Design And Implementation Of Secure Auditing System In Operating System

Audit is a kind of security technology that can enhance system security by checking auditing trails after attacks. It's an important part of secure operating system. Nowadays, a lot of secure operating systems have auditing function, and there're many individual auditing systems. According to current research status, auditing system need to be improved in four aspects: the effect to kernel, auditing content, security of audit and the management of auditing record files.We bring out a new method to implement auditing system by extending LSM framework and inserting auditing hooks into kernel.

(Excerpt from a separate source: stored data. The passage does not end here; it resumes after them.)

//! StageMachine: drives the scripted onboarding conversation.
//!
//! Each call reads the user's stage, extracts the field that stage is waiting
//! for, writes it and advances. Extraction, write and advance for one user
//! run under that user's lock, so concurrent messages from the same user are
//! applied one at a time.

use std::collections::HashMap;
use std::sync::Arc;

use serde::Serialize;
use tokio::sync::Mutex;

use crate::error::DatabaseError;
use crate::store::Database;
use crate::website::WebsiteAnalyzer;

use super::extract::{Extraction, ProfileField, extract};
use super::model::{Profile, ProfileUpdate};
use super::prompts::scripted_question;
use super::state::ConversationStage;

/// Result of feeding one message to the stage machine.
#[derive(Debug, Clone, Serialize)]
pub struct StageOutcome {
    /// Stage after this message.
    pub stage: ConversationStage,
    /// What was pulled out of the message, if anything.
    pub extracted: Option<Extraction>,
    pub profile_complete: bool,
    /// Scripted question for the new stage; `None` once the profile is complete.
    pub next_question: Option<String>,
}

/// Snapshot of where a user is in onboarding.
#[derive(Debug, Clone, Serialize)]
pub struct ConversationStatus {
    pub stage: ConversationStage,
    pub profile_complete: bool,
    #[serde(skip_serializing_if = "Option::is_none")]
    pub profile: Option<Profile>,
    pub next_question: Option<String>,
}

pub struct StageMachine {
    db: Arc<dyn Database>,
    analyzer: Arc<WebsiteAnalyzer>,
    locks: Mutex<HashMap<String, Arc<Mutex<()>>>>,
}

impl StageMachine {
    pub fn new(db: Arc<dyn Database>, analyzer: Arc<WebsiteAnalyzer>) -> Self {
        Self {
            db,
            analyzer,
            locks: Mutex::new(HashMap::new()),
        }
    }

    /// Apply one user message to the onboarding flow.
    ///
    /// A message that yields nothing for the current stage leaves the profile
    /// untouched and repeats the same question. When the website answer is
    /// collected, the site is analyzed before the stage advances; analysis
    /// failures are stored on the profile, not returned.
    pub async fn process(
        &self,
        user_id: &str,
        message: &str,
    ) -> Result<StageOutcome, DatabaseError> {
        let lock = self.user_lock(user_id).await;
        let result = {
            let _guard = lock.lock().await;
            self.apply_message(user_id, message).await
        };
        self.release_lock(user_id, lock).await;
        result
    }

    async fn apply_message(
        &self,
        user_id: &str,
        message: &str,
    ) -> Result<StageOutcome, DatabaseError> {
        let current = self
            .db
            .get_profile(user_id)
            .await?
            .unwrap_or_else(|| Profile::new(user_id));
        let stage = current.conversation_stage;
        let extracted = extract(stage, message);

        match &extracted {
            Some(extraction) => {
                let next = stage.next();
                let mut update = field_update(extraction).stage(next);

                if extraction.field == ProfileField::WebsiteUrl {
                    let mut pending = current.clone();
                    update.apply_to(&mut pending);
                    let data = self.analyzer.analyze(&extraction.value).await;
                    let analysis = self.analyzer.summarize_outcome(&data, Some(&pending)).await;
                    if let Some(reason) = analysis.failure() {
                        tracing::warn!(user_id = %user_id, "Onboarding website analysis failed: {}", reason);
                    }
                    update = update.website_analysis(analysis);
                }

                self.db.upsert_profile(user_id, &update).await?;
                tracing::info!(
                    user_id = %user_id,
                    from = %stage,
                    to = %next,
                    "Onboarding stage advanced"
                );
            }
            None => {
                tracing::debug!(user_id = %user_id, stage = %stage, "Nothing extracted, stage unchanged");
            }
        }

        let status = self.read_status(user_id).await?;
        Ok(StageOutcome {
            stage: status.stage,
            extracted,
            profile_complete: status.profile_complete,
            next_question: status.next_question,
        })
    }

    /// Current stage, completeness and next question for a user.
    pub async fn status(&self, user_id: &str) -> Result<ConversationStatus, DatabaseError> {
        self.read_status(user_id).await
    }

    /// Rewind the stage to greeting, keeping collected fields.
    pub async fn soft_reset(&self, user_id: &str) -> Result<(), DatabaseError> {
        let lock = self.user_lock(user_id).await;
        let result = {
            let _guard = lock.lock().await;
            self.db
                .upsert_profile(user_id, &ProfileUpdate::new().stage(ConversationStage::Greeting))
                .await
        };
        self.release_lock(user_id, lock).await;
        result?;
        tracing::info!(user_id = %user_id, "Profile soft reset");
        Ok(())
    }

    /// Wipe collected fields and rewind the stage to greeting.
    pub async fn hard_reset(&self, user_id: &str) -> Result<(), DatabaseError> {
        let lock = self.user_lock(user_id).await;
        let result = {
            let _guard = lock.lock().await;
            self.db.hard_reset_profile(user_id).await
        };
        self.release_lock(user_id, lock).await;
        result?;
        tracing::info!(user_id = %user_id, "Profile hard reset");
        Ok(())
    }

    async fn read_status(&self, user_id: &str) -> Result<ConversationStatus, DatabaseError> {
        let profile = self.db.get_profile(user_id).await?;
        let stage = profile
            .as_ref()
            .map(|p| p.conversation_stage)
            .unwrap_or_default();
        let profile_complete = profile.as_ref().is_some_and(Profile::is_complete);
        let next_question = if profile_complete {
            None
        } else {
            let name = profile.as_ref().map(|p| p.name.as_str()).unwrap_or_default();
            scripted_question(stage, name)
        };
        Ok(ConversationStatus {
            stage,
            profile_complete,
            profile,
            next_question,
        })
    }

    async fn user_lock(&self, user_id: &str) -> Arc<Mutex<()>> {
        let mut locks = self.locks.lock().await;
        locks
            .entry(user_id.to_string())
            .or_insert_with(|| Arc::new(Mutex::new(())))
            .clone()
    }

    /// Drop a handle from `user_lock`, removing the entry once nobody else
    /// holds or waits on it.
    async fn release_lock(&self, user_id: &str, lock: Arc<Mutex<()>>) {
        let mut locks = self.locks.lock().await;
        drop(lock);
        if locks
            .get(user_id)
            .is_some_and(|entry| Arc::strong_count(entry) == 1)
        {
            locks.remove(user_id);
        }
    }
}
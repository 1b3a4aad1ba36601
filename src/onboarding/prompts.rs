//! Scripted onboarding questions and prompt construction.
//!
//! Everything here is pure string templating so it can be tested without a
//! model or a store.

use crate::llm::ChatMessage;

use super::model::Profile;
use super::state::ConversationStage;

/// System persona for every generated response.
pub const PERSONA: &str = "أنت مورفو، مساعد تسويقي ذكي. جاوب بإجابات قصيرة دقيقة وسياقية.";

/// Welcome shown by the root endpoint.
pub const WELCOME: &str = "مرحباً! أنا مورفو، مساعدك التسويقي الذكي. دعني أتعرف عليك أولاً!";

/// Actions advertised alongside the welcome.
pub const AVAILABLE_ACTIONS: [&str; 3] = ["بدء المحادثة", "تحليل موقع ويب", "استشارة تسويقية"];

const GREETING_QUESTION: &str = "مرحباً! أنا مورفو، مساعدك التسويقي الذكي. ما اسمك؟";
const BUSINESS_TYPE_QUESTION: &str = "ممتاز! ما هي أهدافك التسويقية الرئيسية؟";
const GOALS_QUESTION: &str =
    "شكراً لك! الآن أريد رابط موقع شركتك الإلكتروني لأحلل معلومات الشركة وأساعدك بشكل أفضل.";

const ANALYSIS_SYSTEM_PROMPT: &str = "\
أنت مورفو، مساعد تسويقي ذكي. قم بتحليل الموقع المقدم وقدم تقريراً شاملاً باللغة العربية يتضمن:
1. تقييم عام للموقع
2. نقاط القوة والضعف
3. اقتراحات للتحسين
4. توصيات تسويقية مخصصة
5. استخراج معلومات عن نوع العمل والصناعة من الموقع
اجعل التقرير مفيداً ومهنياً ومخصصاً للمستخدم.";

const UNSPECIFIED: &str = "غير محدد";

/// The question asked while in `stage`, or `None` once onboarding is done.
///
/// The `name` stage greets the user by the name they just gave.
pub fn scripted_question(stage: ConversationStage, name: &str) -> Option<String> {
    match stage {
        ConversationStage::Greeting => Some(GREETING_QUESTION.to_string()),
        ConversationStage::Name => Some(format!(
            "أهلاً وسهلاً {name}! ما هي وظيفتك أو دورك في الشركة؟"
        )),
        ConversationStage::BusinessType => Some(BUSINESS_TYPE_QUESTION.to_string()),
        ConversationStage::Goals => Some(GOALS_QUESTION.to_string()),
        ConversationStage::Complete => None,
    }
}

/// Wrap retrieved knowledge chunks in the framing the model sees.
/// No chunks means no context at all.
pub fn knowledge_context(chunks: &[String]) -> String {
    if chunks.is_empty() {
        return String::new();
    }
    let joined = chunks.join("\n---\n");
    format!(
        "\nهذه بعض المعلومات المتعلقة من أرشيف الشركة:\n\n{joined}\n\n\
         يرجى استخدام هذه المعلومات عند الإجابة على السؤال التالي.\n"
    )
}

/// Assemble the message list for a generated response.
///
/// Order: persona, profile summary (if any), retrieved context (if any), the
/// last `history_window` history entries, then the current message. History
/// entries alternate starting with the user at even offsets of the window.
pub fn build_messages(
    persona: &str,
    profile_summary: &str,
    context: &str,
    history: &[String],
    history_window: usize,
    message: &str,
) -> Vec<ChatMessage> {
    let mut messages = vec![ChatMessage::system(persona)];

    if !profile_summary.trim().is_empty() {
        messages.push(ChatMessage::system(format!(
            "{profile_summary}\nاستخدم هذه المعلومات لتقديم نصائح مخصصة."
        )));
    }

    if !context.trim().is_empty() {
        messages.push(ChatMessage::system(context));
    }

    let start = history.len().saturating_sub(history_window);
    for (i, text) in history[start..].iter().enumerate() {
        if i % 2 == 0 {
            messages.push(ChatMessage::user(text.as_str()));
        } else {
            messages.push(ChatMessage::assistant(text.as_str()));
        }
    }

    messages.push(ChatMessage::user(message));
    messages
}

/// Fields of a fetched page that go into the analysis request.
#[derive(Debug, Clone, Copy)]
pub struct PageDigest<'a> {
    pub domain: &'a str,
    pub title: &'a str,
    pub description: &'a str,
    pub content_preview: &'a str,
}

/// System + user messages asking the model for a website report.
pub fn analysis_messages(page: PageDigest<'_>, profile: Option<&Profile>) -> Vec<ChatMessage> {
    let mut system = ANALYSIS_SYSTEM_PROMPT.to_string();
    if let Some(profile) = profile {
        system.push_str(&format!(
            "\n\nاستخدم معلومات المستخدم التالية لتخصيص التوصيات:\n\
             معلومات المستخدم:\n\
             - الاسم: {}\n\
             - نوع العمل: {}\n\
             - الأهداف: {}",
            or_unspecified(&profile.name),
            or_unspecified(&profile.business_type),
            or_unspecified(&profile.goals),
        ));
    }

    let request = format!(
        "يرجى تحليل هذا الموقع:\n\
         تحليل موقع: {}\n\
         العنوان: {}\n\
         الوصف: {}\n\
         محتوى أولي: {}",
        page.domain, page.title, page.description, page.content_preview
    );

    vec![ChatMessage::system(system), ChatMessage::user(request)]
}

/// Reply when a website couldn't be fetched.
pub fn analysis_unavailable(url: &str, error: &str) -> String {
    format!("عذراً، لم أتمكن من تحليل الموقع {url}. الخطأ: {error}")
}

/// Reply when the model failed while writing a website report.
pub fn analysis_failed(error: &dyn std::fmt::Display) -> String {
    format!("عذراً، حدث خطأ في تحليل الموقع: {error}")
}

fn or_unspecified(value: &str) -> &str {
    if value.trim().is_empty() {
        UNSPECIFIED
    } else {
        value
    }
}

#[cfg(test)]
mod tests {
    use super::*;
    use crate::llm::Role;

    fn history(n: usize) -> Vec<String> {
        (0..n).map(|i| format!("turn {i}")).collect()
    }

    #[test]
    fn name_question_interpolates_name() {
        let q = scripted_question(ConversationStage::Name, "سارة").unwrap();
        assert_eq!(q, "أهلاً وسهلاً سارة! ما هي وظيفتك أو دورك في الشركة؟");
    }

    #[test]
    fn every_open_stage_has_a_question() {
        for stage in ConversationStage::ALL {
            let q = scripted_question(stage, "x");
            assert_eq!(q.is_none(), stage == ConversationStage::Complete, "{stage}");
        }
        assert_eq!(
            scripted_question(ConversationStage::Greeting, "").as_deref(),
            Some(GREETING_QUESTION)
        );
    }

    #[test]
    fn minimal_prompt_is_persona_and_message() {
        let msgs = build_messages(PERSONA, "", "", &[], 6, "مرحبا");
        assert_eq!(msgs.len(), 2);
        assert_eq!(msgs[0], ChatMessage::system(PERSONA));
        assert_eq!(msgs[1], ChatMessage::user("مرحبا"));
    }

    #[test]
    fn summary_and_two_turns_give_five_messages() {
        let msgs = build_messages(PERSONA, "ملخص", "", &history(2), 6, "كيف أحسن مبيعاتي؟");
        let roles: Vec<Role> = msgs.iter().map(|m| m.role).collect();
        assert_eq!(
            roles,
            vec![Role::System, Role::System, Role::User, Role::Assistant, Role::User]
        );
        assert!(msgs[1].content.starts_with("ملخص\n"));
        assert_eq!(msgs[4].content, "كيف أحسن مبيعاتي؟");
    }

    #[test]
    fn context_goes_after_summary() {
        let msgs = build_messages(PERSONA, "ملخص", "سياق", &[], 6, "سؤال");
        assert_eq!(msgs.len(), 4);
        assert_eq!(msgs[2], ChatMessage::system("سياق"));
    }

    #[test]
    fn history_is_trimmed_to_window() {
        let msgs = build_messages(PERSONA, "", "", &history(9), 6, "now");
        // persona + 6 history + current
        assert_eq!(msgs.len(), 8);
        assert_eq!(msgs[1], ChatMessage::user("turn 3"));
        assert_eq!(msgs[2], ChatMessage::assistant("turn 4"));
        assert_eq!(msgs[6], ChatMessage::assistant("turn 8"));
    }

    #[test]
    fn knowledge_context_framing() {
        assert!(knowledge_context(&[]).is_empty());
        let ctx = knowledge_context(&["أ".to_string(), "ب".to_string()]);
        assert!(ctx.contains("أرشيف الشركة"));
        assert!(ctx.contains("أ\n---\nب"));
    }

    #[test]
    fn analysis_prompt_with_and_without_profile() {
        let page = PageDigest {
            domain: "example.com",
            title: "Example",
            description: "No description found",
            content_preview: "hello",
        };
        let msgs = analysis_messages(page, None);
        assert_eq!(msgs.len(), 2);
        assert!(!msgs[0].content.contains("معلومات المستخدم"));
        assert!(msgs[1].content.contains("example.com"));

        let mut profile = Profile::new("u1");
        profile.name = "سارة".into();
        let msgs = analysis_messages(page, Some(&profile));
        assert!(msgs[0].content.contains("- الاسم: سارة"));
        assert!(msgs[0].content.contains("- الأهداف: غير محدد"));
    }

    #[test]
    fn failure_replies() {
        let msg = analysis_unavailable("https://x.sa", "timeout");
        assert!(msg.contains("https://x.sa"));
        assert!(msg.ends_with("timeout"));
        assert!(analysis_failed(&"boom").ends_with("boom"));
    }
}
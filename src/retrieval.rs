//! Knowledge context for generated responses.
//!
//! `ContextSearch` is the seam to any ranked text search. `KnowledgeBase` is
//! the built-in implementation: a directory of `.md` / `.txt` documents split
//! into overlapping chunks and scored by query-term overlap.
//! `ContextRetriever` turns search hits into a prompt block and swallows
//! search failures.

use std::path::{Path, PathBuf};
use std::sync::Arc;

use async_trait::async_trait;
use tokio::fs;

use crate::error::RetrievalError;
use crate::onboarding::prompts::knowledge_context;

/// Characters per chunk.
pub const CHUNK_SIZE: usize = 500;
/// Characters shared between consecutive chunks.
pub const CHUNK_OVERLAP: usize = 100;

/// Ranked text search over some document collection.
#[async_trait]
pub trait ContextSearch: Send + Sync {
    /// Up to `k` chunks, best first. May be empty.
    async fn search(&self, query: &str, k: usize) -> Result<Vec<String>, RetrievalError>;
}

/// Wraps a `ContextSearch` and never fails.
pub struct ContextRetriever {
    search: Arc<dyn ContextSearch>,
    top_k: usize,
}

impl ContextRetriever {
    pub fn new(search: Arc<dyn ContextSearch>, top_k: usize) -> Self {
        Self { search, top_k }
    }

    /// Framed context for `query`, or the empty string when nothing matched
    /// or the search failed.
    pub async fn retrieve(&self, query: &str) -> String {
        match self.search.search(query, self.top_k).await {
            Ok(chunks) => knowledge_context(&chunks),
            Err(e) => {
                tracing::warn!("Context retrieval failed: {}", e);
                String::new()
            }
        }
    }
}

/// A piece of a loaded document.
#[derive(Debug, Clone)]
pub struct Chunk {
    /// Path relative to the knowledge directory.
    pub source: String,
    pub text: String,
}

/// In-memory chunk index loaded from a directory of documents.
#[derive(Debug, Default)]
pub struct KnowledgeBase {
    chunks: Vec<Chunk>,
}

impl KnowledgeBase {
    /// Load every `.md` / `.txt` file under `root`, recursively.
    ///
    /// A missing directory gives an empty knowledge base.
    pub async fn load(root: &Path) -> Result<Self, RetrievalError> {
        let mut chunks = Vec::new();
        if !root.exists() {
            tracing::warn!(path = %root.display(), "Knowledge directory not found, context disabled");
            return Ok(Self { chunks });
        }
        load_dir(root, root, &mut chunks).await?;
        tracing::info!(
            path = %root.display(),
            chunks = chunks.len(),
            "Knowledge base loaded"
        );
        Ok(Self { chunks })
    }

    /// Build from in-memory documents as `(source, text)` pairs.
    pub fn from_documents<I, S, T>(documents: I) -> Self
    where
        I: IntoIterator<Item = (S, T)>,
        S: Into<String>,
        T: AsRef<str>,
    {
        let mut chunks = Vec::new();
        for (source, text) in documents {
            let source = source.into();
            for piece in split_chunks(text.as_ref(), CHUNK_SIZE, CHUNK_OVERLAP) {
                chunks.push(Chunk {
                    source: source.clone(),
                    text: piece,
                });
            }
        }
        Self { chunks }
    }

    pub fn len(&self) -> usize {
        self.chunks.len()
    }

    pub fn is_empty(&self) -> bool {
        self.chunks.is_empty()
    }

    /// Chunks ranked by the share of query terms they contain
    /// (case-insensitive). Chunks matching no term are dropped; ties keep
    /// load order.
    pub fn rank(&self, query: &str, k: usize) -> Vec<&Chunk> {
        let query_lower = query.to_lowercase();
        let terms: Vec<&str> = query_lower.split_whitespace().collect();
        if terms.is_empty() || k == 0 {
            return Vec::new();
        }

        let mut scored: Vec<(f32, &Chunk)> = self
            .chunks
            .iter()
            .filter_map(|chunk| {
                let text_lower = chunk.text.to_lowercase();
                let matched = terms.iter().filter(|t| text_lower.contains(*t)).count();
                (matched > 0).then(|| (matched as f32 / terms.len() as f32, chunk))
            })
            .collect();

        scored.sort_by(|a, b| b.0.partial_cmp(&a.0).unwrap_or(std::cmp::Ordering::Equal));
        scored.into_iter().take(k).map(|(_, chunk)| chunk).collect()
    }
}

#[async_trait]
impl ContextSearch for KnowledgeBase {
    async fn search(&self, query: &str, k: usize) -> Result<Vec<String>, RetrievalError> {
        Ok(self
            .rank(query, k)
            .into_iter()
            .map(|chunk| chunk.text.clone())
            .collect())
    }
}

/// Recursively load documents under `dir`.
fn load_dir<'a>(
    root: &'a Path,
    dir: &'a Path,
    chunks: &'a mut Vec<Chunk>,
) -> std::pin::Pin<Box<dyn std::future::Future<Output = Result<(), RetrievalError>> + Send + 'a>> {
    Box::pin(async move {
        let mut entries: Vec<PathBuf> = Vec::new();
        let mut read_dir = fs::read_dir(dir).await?;
        while let Some(entry) = read_dir.next_entry().await? {
            entries.push(entry.path());
        }
        // Stable chunk order across platforms.
        entries.sort();

        for path in entries {
            let metadata = fs::metadata(&path).await?;
            let name = path
                .file_name()
                .map(|n| n.to_string_lossy().to_string())
                .unwrap_or_default();

            if metadata.is_dir() {
                if !name.starts_with('.') {
                    load_dir(root, &path, chunks).await?;
                }
            } else if metadata.is_file()
                && matches!(path.extension().and_then(|e| e.to_str()), Some("md" | "txt"))
            {
                let content = match fs::read_to_string(&path).await {
                    Ok(content) => content,
                    Err(e) => {
                        tracing::warn!(path = %path.display(), "Skipping unreadable document: {}", e);
                        continue;
                    }
                };
                let source = path
                    .strip_prefix(root)
                    .unwrap_or(&path)
                    .to_string_lossy()
                    .to_string();
                for text in split_chunks(&content, CHUNK_SIZE, CHUNK_OVERLAP) {
                    chunks.push(Chunk {
                        source: source.clone(),
                        text,
                    });
                }
            }
        }
        Ok(())
    })
}

/// Split `text` into windows of `size` characters, each starting
/// `size - overlap` characters after the previous one. Whitespace-only
/// windows are skipped.
pub fn split_chunks(text: &str, size: usize, overlap: usize) -> Vec<String> {
    let chars: Vec<char> = text.chars().collect();
    if chars.is_empty() || size == 0 {
        return Vec::new();
    }
    let step = size.saturating_sub(overlap).max(1);

    let mut chunks = Vec::new();
    let mut start = 0;
    loop {
        let end = (start + size).min(chars.len());
        let piece: String = chars[start..end].iter().collect();
        let piece = piece.trim();
        if !piece.is_empty() {
            chunks.push(piece.to_string());
        }
        if end == chars.len() {
            break;
        }
        start += step;
    }
    chunks
}
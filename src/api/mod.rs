//! HTTP API: chat, profile, website analysis, reset and chat history.

pub mod routes;

pub use routes::{AppState, api_routes};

In this way, a secure kernel-level auditing subsystem, which is based on Linux and accords with the fourth level requirements of the National Standard of China, is designed and implemented, and its performance is analyzed.Main achievement of the thesis is as follows: Firstly, with the analysis of auditing demand and the consideration of kernel updating, to build a auditing system by extending LSM framework is presented. We added new auditing hooks into LSM framework, and with the analysis of 85 system calls, we found 290 inserting point of hooks in kernel. These hooks are the interface to collect auditing information and manage auditing record. Secondly, based on the new auditing hooks in kernel, the design and implementation of an auditing module are presented, and several key problems are discussed. Thirdly, a new method that provides user level auditing interface by extending the function of system call "syslog" is proposed. Fourthly, by cooperating with other parts in secure operating system, such as MAC and DAC, the security of auditing system is guaranteed. Fifthly, the management of auditing record files and the system performance is discussed.The idea put forward in this paper intends to open a new approach to build auditing system. The effectiveness of this approach is proved by practical system. As far as availability, auditing system provides functional user managing tools, including auditing configuration and auditing checking GUI tools and some shell commands.